● What you have to do: Take the records below from their first line to the line with "Value::Int(wan.mtu as i64))?;", and restate those lines word for word.

[Collected data]
//! First-boot interface bootstrap: probe the kernel, pick a WAN link,
//! fold everything else into `br-lan`. Grounded on spec.md §4.5's
//! "Interface bootstrap" paragraph.

use std::sync::Arc;

use jack_core::{Result, Value};
use jack_osadapters::{LinkInfo, OsAdapters};

use crate::netmask::prefix_to_netmask;
use crate::virtual_iface::is_virtual;

const LAN_BRIDGE_NAME: &str = "br-lan";
const LAN_ADDRESS: &str = "192.168.1.1";
const LAN_NETMASK: &str = "255.255.255.0";

pub async fn bootstrap_interfaces(adapters: &Arc<OsAdapters>) -> Result<Value> {
    let links = adapters.netlink.link_list().await?;
    let candidates: Vec<&LinkInfo> = links.iter().filter(|l| l.name != "lo").collect();

    let wan = pick_wan(adapters, &candidates).await?;

    let mut root = Value::object();
    if let Some(wan) = wan {
        let addrs = adapters.netlink.addr_list(wan.index).await?;
        let routes = adapters.netlink.route_list().await?;
        let gateway = routes
            .iter()
            .find(|r| r.is_default() && r.oif_index == Some(wan.index))
            .and_then(|r| r.gateway);

        let mut entry = Value::object();
        entry.set_path(&["type"], Value::String("physical".into()))?;
        entry.set_path(&["device"], Value::String(wan.name.clone()))?;
        entry.set_path(&["mtu"], Value::Int(wan.mtu as i64))?;
        entry.set_path(&["enabled"], Value::Bool(true))?;

        if let Some(addr) = addrs.first() {
            entry.set_path(&["protocol"], Value::String("static".into()))?;
            entry.set_path(&["ipaddr"], Value::String(addr.address.to_string()))?;
            entry.set_path(
                &["netmask"],
                Value::String(prefix_to_netmask(addr.prefix_len)),
            )?;
            if let Some(gw) = gateway {
                entry.set_path(&["gateway"], Value::String(gw.to_string()))?;
            }
        } else {
            entry.set_path(&["protocol"], Value::String("dhcp".into()))?;
        }
        root.set_path(&[wan.name.as_str()], entry)?;
    }

    let lan_ports: Vec<String> = candidates
        .iter()
        .copied()
        .filter(|l| {
            !is_virtual(l)
                && l.kind.is_none()
                && wan.map(|w| w.index != l.index).unwrap_or(true)
        })
        .map(|l| l.name.clone())
        .collect();

    let mut bridge = Value::object();
    bridge.set_path(&["type"], Value::String("bridge".into()))?;
    bridge.set_path(&["device"], Value::String(LAN_BRIDGE_NAME.into()))?;
    bridge.set_path(
        &["bridge_ports"],
        Value::List(lan_ports.into_iter().map(Value::String).collect()),
    )?;
    bridge.set_path(&["protocol"], Value::String("static".into()))?;
    bridge.set_path(&["ipaddr"], Value::String(LAN_ADDRESS.into()))?;
    bridge.set_path(&["netmask"], Value::String(LAN_NETMASK.into()))?;
    bridge.set_path(&["mtu"], Value::Int(1500))?;
    bridge.set_path(&["enabled"], Value::Bool(true))?;
    root.set_path(&[LAN_BRIDGE_NAME], bridge)?;

    Ok(root)
}

/// (a) the interface carrying the default route, else (b) the first
/// non-virtual, non-bridge, non-loopback link that is up with an
/// address, else (c) the first non-virtual physical link.
async fn pick_wan<'a>(
    adapters: &Arc<OsAdapters>,
    candidates: &[&'a LinkInfo],
) -> Result<Option<&'a LinkInfo>> {
    let routes = adapters.netlink.route_list().await?;
    if let Some(default_route) = routes.iter().find(|r| r.is_default()) {
        if let Some(oif) = default_route.oif_index {
            if let Some(link) = candidates.iter().copied().find(|l| l.index == oif) {
                return Ok(Some(link));
            }
        }
    }

    for link in candidates.iter().copied() {
        if is_virtual(link) || link.is_bridge() {
            continue;
        }
        if link.up && !adapters.netlink.addr_list(link.index).await?.is_empty() {
            return Ok(Some(link));
        }
    }

    Ok(candidates
        .iter()
        .copied()
        .find(|l| !is_virtual(l) && l.kind.is_none()))
}

#[cfg(test)]
mod tests {
    use super::*;
    use jack_osadapters::fake::FakeNetlink;
    use std::net::Ipv4Addr;

    async fn adapters_with(links: Vec<LinkInfo>) -> Arc<OsAdapters> {
        let netlink = FakeNetlink::new();
        for l in links {
            netlink.seed_link(l).await;
        }
        Arc::new(OsAdapters {
            netlink: Arc::new(netlink),
            sysctl: Arc::new(jack_osadapters::fake::FakeSysctl::new()),
            filesystem: Arc::new(jack_osadapters::fake::FakeFilesystem::new()),
            subprocess: Arc::new(jack_osadapters::fake::FakeSubprocess::new()),
            clock: Arc::new(jack_osadapters::fake::FakeClock::new()),
        })
    }

    fn phys(index: u32, name: &str) -> LinkInfo {
        LinkInfo {
            index,
            name: name.to_string(),
            kind: None,
            mtu: 1500,
            up: true,
            mac_address: None,
            master_index: None,
            vlan_id: None,
            parent_index: None,
        }
    }

    #[tokio::test]
    async fn no_addressed_link_falls_back_to_first_physical_as_dhcp_wan() {
        let adapters = adapters_with(vec![phys(2, "eth0"), phys(3, "eth1")]).await;
        let result = bootstrap_interfaces(&adapters).await.unwrap();
        let eth0 = result.get_path(&["eth0", "protocol"]).unwrap();
        assert_eq!(eth0, &Value::String("dhcp".into()));
        let ports = result.get_path(&["br-lan", "bridge_ports"]).unwrap();
        assert_eq!(ports, &Value::List(vec![Value::String("eth1".into())]));
    }

    #[tokio::test]
    async fn addressed_link_is_preserved_as_static_wan() {
        let adapters = adapters_with(vec![phys(2, "eth0"), phys(3, "eth1")]).await;
        adapters
            .netlink
            .addr_add(2, "203.0.113.5".parse::<Ipv4Addr>().unwrap(), 24)
            .await
            .unwrap();
        let result = bootstrap_interfaces(&adapters).await.unwrap();
        assert_eq!(
            result.get_path(&["eth0", "ipaddr"]).unwrap(),
            &Value::String("203.0.113.5".into())
        );
        assert_eq!(
            result.get_path(&["eth0", "netmask"]).unwrap(),
            &Value::String("255.255.255.0".into())
        );
    }
}
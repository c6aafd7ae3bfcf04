//! A single spawned plugin process: its child handle, the dialed RPC
//! connection, and typed wrappers for every by-plugin RPC method.
//! Modeled on `op-plugins`' one-object-per-registered-plugin shape
//! (`registry.rs::RegisteredPlugin`), with the in-process trait object
//! swapped for a subprocess + socket connection.

use std::path::Path;
use std::process::Stdio;
use std::time::Duration;

use serde_json::{json, Value};
use tokio::net::UnixStream;
use std::sync::atomic::AtomicU64;
use tokio::process::{Child, Command};
use tokio::sync::Mutex;
use tokio::time::timeout;

use jack_core::{JackError, Result};

use crate::handshake::perform_handshake;
use crate::rpc::{CliCommand, LogEvent, PluginMetadata, PluginStatus, RpcRequest, RpcResponse, ServiceDescriptor};
use crate::wire::{read_json, write_json};

const RPC_TIMEOUT: Duration = Duration::from_secs(10);
const TEARDOWN_WAIT: Duration = Duration::from_secs(5);

pub struct PluginProcess {
    child: Mutex<Child>,
    conn: Mutex<UnixStream>,
    next_id: AtomicU64,
}

impl PluginProcess {
    /// Spawns `path`, performs the stdio handshake, and dials the
    /// endpoint the plugin handed back.
    pub async fn spawn(path: &Path) -> Result<Self> {
        let mut child = Command::new(path)
            .stdin(Stdio::piped())
            .stdout(Stdio::piped())
            .stderr(Stdio::piped())
            .kill_on_drop(true)
            .spawn()
            .map_err(JackError::Io)?;

        let mut stdin = child.stdin.take().ok_or_else(|| JackError::Plugin("plugin exposed no stdin".into()))?;
        let mut stdout = child.stdout.take().ok_or_else(|| JackError::Plugin("plugin exposed no stdout".into()))?;

        let endpoint = timeout(RPC_TIMEOUT, perform_handshake(&mut stdin, &mut stdout))
            .await
            .map_err(|_| JackError::Plugin("plugin handshake timed out".into()))??;

        let conn = timeout(RPC_TIMEOUT, UnixStream::connect(&endpoint))
            .await
            .map_err(|_| JackError::Plugin(format!("timed out dialing plugin endpoint {endpoint}")))?
            .map_err(JackError::Io)?;

        Ok(Self { child: Mutex::new(child), conn: Mutex::new(conn), next_id: AtomicU64::new(1) })
    }

    async fn call(&self, method: &str, params: Value) -> Result<Value> {
        let id = self.next_id.fetch_add(1, std::sync::atomic::Ordering::Relaxed);
        let request = RpcRequest { id, method: method.to_string(), params };

        let mut conn = self.conn.lock().await;
        timeout(RPC_TIMEOUT, write_json(&mut *conn, &request))
            .await
            .map_err(|_| JackError::Plugin(format!("timed out writing {method} request")))??;
        let response: RpcResponse = timeout(RPC_TIMEOUT, read_json(&mut *conn))
            .await
            .map_err(|_| JackError::Plugin(format!("timed out awaiting {method} response")))??;
        drop(conn);

        if response.id != id {
            return Err(JackError::Plugin(format!(
                "response id {} did not match request id {id}",
                response.id
            )));
        }
        match (response.result, response.error) {
            (Some(result), _) => Ok(result),
            (None, Some(err)) => Err(JackError::Plugin(err)),
            (None, None) => Ok(Value::Null),
        }
    }

    pub async fn metadata(&self) -> Result<PluginMetadata> {
        let value = self.call("Metadata", Value::Null).await?;
        serde_json::from_value(value).map_err(JackError::from)
    }

    pub async fn apply_config(&self, config: Value) -> Result<()> {
        self.call("ApplyConfig", config).await.map(|_| ())
    }

    pub async fn validate_config(&self, config: Value) -> Result<Vec<String>> {
        let value = self.call("ValidateConfig", config).await?;
        serde_json::from_value(value).map_err(JackError::from)
    }

    pub async fn flush(&self) -> Result<()> {
        self.call("Flush", Value::Null).await.map(|_| ())
    }

    pub async fn status(&self) -> Result<PluginStatus> {
        let value = self.call("Status", Value::Null).await?;
        serde_json::from_value(value).map_err(JackError::from)
    }

    pub async fn execute_cli_command(&self, command: &str, args: Vec<String>) -> Result<Value> {
        self.call("ExecuteCLICommand", json!({ "command": command, "args": args })).await
    }

    pub async fn on_log_event(&self, event: &LogEvent) -> Result<()> {
        self.call("OnLogEvent", serde_json::to_value(event)?).await.map(|_| ())
    }

    pub async fn get_provided_services(&self) -> Result<Vec<ServiceDescriptor>> {
        let value = self.call("GetProvidedServices", Value::Null).await?;
        serde_json::from_value(value).map_err(JackError::from)
    }

    pub async fn call_service(&self, service: &str, params: Value) -> Result<Value> {
        self.call("CallService", json!({ "service": service, "params": params })).await
    }

    pub async fn set_daemon_service(&self, endpoint: &str) -> Result<()> {
        self.call("SetDaemonService", json!({ "endpoint": endpoint })).await.map(|_| ())
    }

    pub async fn verify_daemon_service(&self, token: &str) -> Result<bool> {
        let value = self.call("VerifyDaemonService", json!({ "token": token })).await?;
        Ok(value.as_bool().unwrap_or(false))
    }

    pub async fn cli_commands(&self) -> Result<Vec<CliCommand>> {
        Ok(self.metadata().await?.cli_commands)
    }

    /// Flush, then close the RPC connection, send the process a
    /// terminate signal, wait briefly, and force-kill if it hasn't
    /// exited.
    pub async fn teardown(&self) -> Result<()> {
        let _ = self.flush().await;

        let mut child = self.child.lock().await;
        if let Some(pid) = child.id() {
            unsafe {
                libc::kill(pid as libc::pid_t, libc::SIGTERM);
            }
        }

        match timeout(TEARDOWN_WAIT, child.wait()).await {
            Ok(Ok(_)) => Ok(()),
            _ => {
                let _ = child.start_kill();
                let _ = child.wait().await;
                Ok(())
            }
        }
    }
}
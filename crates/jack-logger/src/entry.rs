//! A single structured log entry: the unit passed to backends and
//! fanned out to subscribers.

use chrono::{DateTime, Utc};
use indexmap::IndexMap;

use crate::level::Level;

#[derive(Debug, Clone, serde::Serialize, serde::Deserialize)]
pub struct LogEntry {
    pub timestamp: DateTime<Utc>,
    pub level: Level,
    pub component: String,
    pub message: String,
    pub fields: IndexMap<String, String>,
}

impl LogEntry {
    /// Single-line text rendering used by the file backend's text mode
    /// and as a human-readable fallback.
    pub fn to_line(&self) -> String {
        let mut line = format!(
            "{} {:<5} {} {}",
            self.timestamp.to_rfc3339(),
            self.level.as_str(),
            self.component,
            self.message
        );
        for (k, v) in &self.fields {
            line.push_str(&format!(" {k}={v}"));
        }
        line
    }
}
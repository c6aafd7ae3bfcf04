//! Dotted-quad netmask <-> CIDR prefix length conversion. Interface specs
//! store `netmask` as a dotted string (`255.255.255.0`); the netlink
//! adapter and the route model work in CIDR prefix lengths throughout.

use jack_core::{JackError, Result};
use std::net::Ipv4Addr;

pub fn netmask_to_prefix(netmask: &str) -> Result<u8> {
    let addr: Ipv4Addr = netmask
        .parse()
        .map_err(|_| JackError::Validation(vec![format!("invalid netmask '{netmask}'")]))?;
    Ok(u32::from(addr).count_ones() as u8)
}

pub fn prefix_to_netmask(prefix: u8) -> String {
    if prefix == 0 {
        return Ipv4Addr::UNSPECIFIED.to_string();
    }
    let mask: u32 = u32::MAX << (32 - prefix as u32);
    Ipv4Addr::from(mask).to_string()
}

#[cfg(test)]
mod tests {
    use super::*;

    #[test]
    fn roundtrips_common_prefixes() {
        assert_eq!(netmask_to_prefix("255.255.255.0").unwrap(), 24);
        assert_eq!(prefix_to_netmask(24), "255.255.255.0");
        assert_eq!(netmask_to_prefix("255.255.0.0").unwrap(), 16);
        assert_eq!(prefix_to_netmask(16), "255.255.0.0");
    }

    #[test]
    fn rejects_garbage() {
        assert!(netmask_to_prefix("not-an-ip").is_err());
    }
}
//! Structured logger: leveled entries with named components, multiple
//! backends, and asynchronous plugin fan-out. Built on `tracing` +
//! `tracing-subscriber` (the teacher's logging stack) for in-process
//! filtering; `JackLogger` is the facade on top that additionally
//! writes to file/journald/memory backends and fans entries out to
//! subscribers (plugins, or a control-socket `log-stream` client).

pub mod backend;
pub mod entry;
pub mod level;

use std::collections::HashMap;
use std::sync::atomic::{AtomicU64, Ordering};
use std::sync::{Arc, OnceLock};

use async_trait::async_trait;
use indexmap::IndexMap;
use tokio::sync::{mpsc, RwLock};

pub use backend::{Backend, FileBackend, JournaldBackend, MemoryBackend, TracingBackend};
pub use entry::LogEntry;
pub use level::Level;

/// Something that wants a copy of every entry at or above the logger's
/// level. Implemented outside this crate (e.g. by a control-socket
/// connection, or an adapter wrapping a plugin's `OnLogEvent` RPC) to
/// avoid this crate depending on `jack-plugins`.
#[async_trait]
pub trait Subscriber: Send + Sync {
    async fn on_log_event(&self, entry: LogEntry);
}

const SUBSCRIBER_CHANNEL_CAPACITY: usize = 256;

struct SubscriberHandle {
    tx: mpsc::Sender<LogEntry>,
}

/// Installs the process-wide `tracing_subscriber::fmt` layer. Call once
/// from `jackd::main`; `JACK_DEBUG` forces debug-level output regardless
/// of `RUST_LOG`.
pub fn init_tracing(debug: bool) {
    let filter = if debug {
        tracing_subscriber::EnvFilter::new("debug")
    } else {
        tracing_subscriber::EnvFilter::try_from_default_env()
            .unwrap_or_else(|_| tracing_subscriber::EnvFilter::new("info"))
    };
    let _ = tracing_subscriber::fmt().with_env_filter(filter).try_init();
}

pub struct JackLogger {
    component: String,
    fields: IndexMap<String, String>,
    level_filter: Level,
    backends: Vec<Arc<dyn Backend>>,
    subscribers: Arc<RwLock<HashMap<u64, SubscriberHandle>>>,
    next_subscriber_id: Arc<AtomicU64>,
}

impl JackLogger {
    pub fn new(component: impl Into<String>, level_filter: Level, backends: Vec<Arc<dyn Backend>>) -> Self {
        JackLogger {
            component: component.into(),
            fields: IndexMap::new(),
            level_filter,
            backends,
            subscribers: Arc::new(RwLock::new(HashMap::new())),
            next_subscriber_id: Arc::new(AtomicU64::new(1)),
        }
    }

    /// A logger for a sub-component, carrying this logger's fields
    /// plus any given here.
    pub fn child(&self, component: impl Into<String>, extra_fields: &[(&str, &str)]) -> JackLogger {
        let mut fields = self.fields.clone();
        for (k, v) in extra_fields {
            fields.insert(k.to_string(), v.to_string());
        }
        JackLogger {
            component: component.into(),
            fields,
            level_filter: self.level_filter,
            backends: self.backends.clone(),
            subscribers: self.subscribers.clone(),
            next_subscriber_id: self.next_subscriber_id.clone(),
        }
    }

    pub fn with_field(mut self, key: impl Into<String>, value: impl Into<String>) -> Self {
        self.fields.insert(key.into(), value.into());
        self
    }

    pub fn debug(&self, message: impl Into<String>) {
        self.log(Level::Debug, message, &[]);
    }

    pub fn info(&self, message: impl Into<String>) {
        self.log(Level::Info, message, &[]);
    }

    pub fn warn(&self, message: impl Into<String>) {
        self.log(Level::Warn, message, &[]);
    }

    pub fn error(&self, message: impl Into<String>) {
        self.log(Level::Error, message, &[]);
    }

    pub fn log(&self, level: Level, message: impl Into<String>, extra_fields: &[(&str, &str)]) {
        if level < self.level_filter {
            return;
        }
        let mut fields = self.fields.clone();
        for (k, v) in extra_fields {
            fields.insert(k.to_string(), v.to_string());
        }
        let entry = LogEntry {
            timestamp: chrono::Utc::now(),
            level,
            component: self.component.clone(),
            message: message.into(),
            fields,
        };
        self.dispatch(entry);
    }

    fn dispatch(&self, entry: LogEntry) {
        for backend in self.backends.clone() {
            let entry = entry.clone();
            tokio::spawn(async move { backend.write(&entry).await });
        }
        let subscribers = self.subscribers.clone();
        tokio::spawn(async move {
            for handle in subscribers.read().await.values() {
                let _ = handle.tx.try_send(entry.clone());
            }
        });
    }

    /// Registers a subscriber and spawns its sequential forwarding
    /// task, fed from a bounded channel so log fan-out never blocks on
    /// a slow subscriber (a full channel just drops the entry).
    pub async fn subscribe(&self, subscriber: Arc<dyn Subscriber>) -> u64 {
        let id = self.next_subscriber_id.fetch_add(1, Ordering::SeqCst);
        let (tx, mut rx) = mpsc::channel(SUBSCRIBER_CHANNEL_CAPACITY);
        self.subscribers.write().await.insert(id, SubscriberHandle { tx });
        tokio::spawn(async move {
            while let Some(entry) = rx.recv().await {
                subscriber.on_log_event(entry).await;
            }
        });
        id
    }

    pub async fn unsubscribe(&self, id: u64) {
        self.subscribers.write().await.remove(&id);
    }

    /// Drops every subscriber (closing their forwarding tasks) ahead of
    /// daemon shutdown; backends themselves need no explicit close.
    pub async fn shutdown(&self) {
        self.subscribers.write().await.clear();
    }
}

static GLOBAL: OnceLock<JackLogger> = OnceLock::new();

/// Installs the process-wide logger singleton. Must be called at most
/// once; subsequent calls are no-ops and return the existing instance.
pub fn init(component: impl Into<String>, level_filter: Level, backends: Vec<Arc<dyn Backend>>) -> &'static JackLogger {
    GLOBAL.get_or_init(|| JackLogger::new(component, level_filter, backends))
}

/// The process-wide logger. Panics if [`init`] was never called.
pub fn global() -> &'static JackLogger {
    GLOBAL.get().expect("jack_logger::init was never called")
}

#[cfg(test)]
mod tests {
    use super::*;
    use std::sync::Mutex as StdMutex;

    struct CapturingSubscriber {
        seen: Arc<StdMutex<Vec<String>>>,
    }

    #[async_trait]
    impl Subscriber for CapturingSubscriber {
        async fn on_log_event(&self, entry: LogEntry) {
            self.seen.lock().unwrap().push(entry.message);
        }
    }

    #[tokio::test]
    async fn entries_below_filter_level_are_dropped() {
        let memory = Arc::new(MemoryBackend::new());
        let logger = JackLogger::new("test", Level::Warn, vec![memory.clone()]);
        logger.info("should not appear");
        logger.error("should appear");
        tokio::task::yield_now().await;
        tokio::time::sleep(std::time::Duration::from_millis(10)).await;
        let entries = memory.entries().await;
        assert_eq!(entries.len(), 1);
        assert_eq!(entries[0].message, "should appear");
    }

    #[tokio::test]
    async fn child_logger_inherits_fields() {
        let memory = Arc::new(MemoryBackend::new());
        let parent = JackLogger::new("parent", Level::Debug, vec![memory.clone()])
            .with_field("request_id", "abc");
        let child = parent.child("child", &[("extra", "1")]);
        child.info("hi");
        tokio::time::sleep(std::time::Duration::from_millis(10)).await;
        let entries = memory.entries().await;
        assert_eq!(entries[0].component, "child");
        assert_eq!(entries[0].fields.get("request_id").map(String::as_str), Some("abc"));
        assert_eq!(entries[0].fields.get("extra").map(String::as_str), Some("1"));
    }

    #[tokio::test]
    async fn subscriber_receives_fanned_out_entries() {
        let logger = JackLogger::new("test", Level::Debug, vec![]);
        let seen = Arc::new(StdMutex::new(Vec::new()));
        let subscriber = Arc::new(CapturingSubscriber { seen: seen.clone() });
        logger.subscribe(subscriber).await;
        logger.info("event one");
        logger.info("event two");
        tokio::time::sleep(std::time::Duration::from_millis(20)).await;
        assert_eq!(*seen.lock().unwrap(), vec!["event one", "event two"]);
    }

    #[tokio::test]
    async fn unsubscribe_stops_further_delivery() {
        let logger = JackLogger::new("test", Level::Debug, vec![]);
        let seen = Arc::new(StdMutex::new(Vec::new()));
        let subscriber = Arc::new(CapturingSubscriber { seen: seen.clone() });
        let id = logger.subscribe(subscriber).await;
        logger.unsubscribe(id).await;
        logger.info("missed");
        tokio::time::sleep(std::time::Duration::from_millis(10)).await;
        assert!(seen.lock().unwrap().is_empty());
    }
}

● Solution below:
//! First-boot interface bootstrap: probe the kernel, pick a WAN link,
//! fold everything else into `br-lan`. Grounded on spec.md §4.5's
//! "Interface bootstrap" paragraph.

use std::sync::Arc;

use jack_core::{Result, Value};
use jack_osadapters::{LinkInfo, OsAdapters};

use crate::netmask::prefix_to_netmask;
use crate::virtual_iface::is_virtual;

const LAN_BRIDGE_NAME: &str = "br-lan";
const LAN_ADDRESS: &str = "192.168.1.1";
const LAN_NETMASK: &str = "255.255.255.0";

pub async fn bootstrap_interfaces(adapters: &Arc<OsAdapters>) -> Result<Value> {
    let links = adapters.netlink.link_list().await?;
    let candidates: Vec<&LinkInfo> = links.iter().filter(|l| l.name != "lo").collect();

    let wan = pick_wan(adapters, &candidates).await?;

    let mut root = Value::object();
    if let Some(wan) = wan {
        let addrs = adapters.netlink.addr_list(wan.index).await?;
        let routes = adapters.netlink.route_list().await?;
        let gateway = routes
            .iter()
            .find(|r| r.is_default() && r.oif_index == Some(wan.index))
            .and_then(|r| r.gateway);

        let mut entry = Value::object();
        entry.set_path(&["type"], Value::String("physical".into()))?;
        entry.set_path(&["device"], Value::String(wan.name.clone()))?;
        entry.set_path(&["mtu"], Value::Int(wan.mtu as i64))?;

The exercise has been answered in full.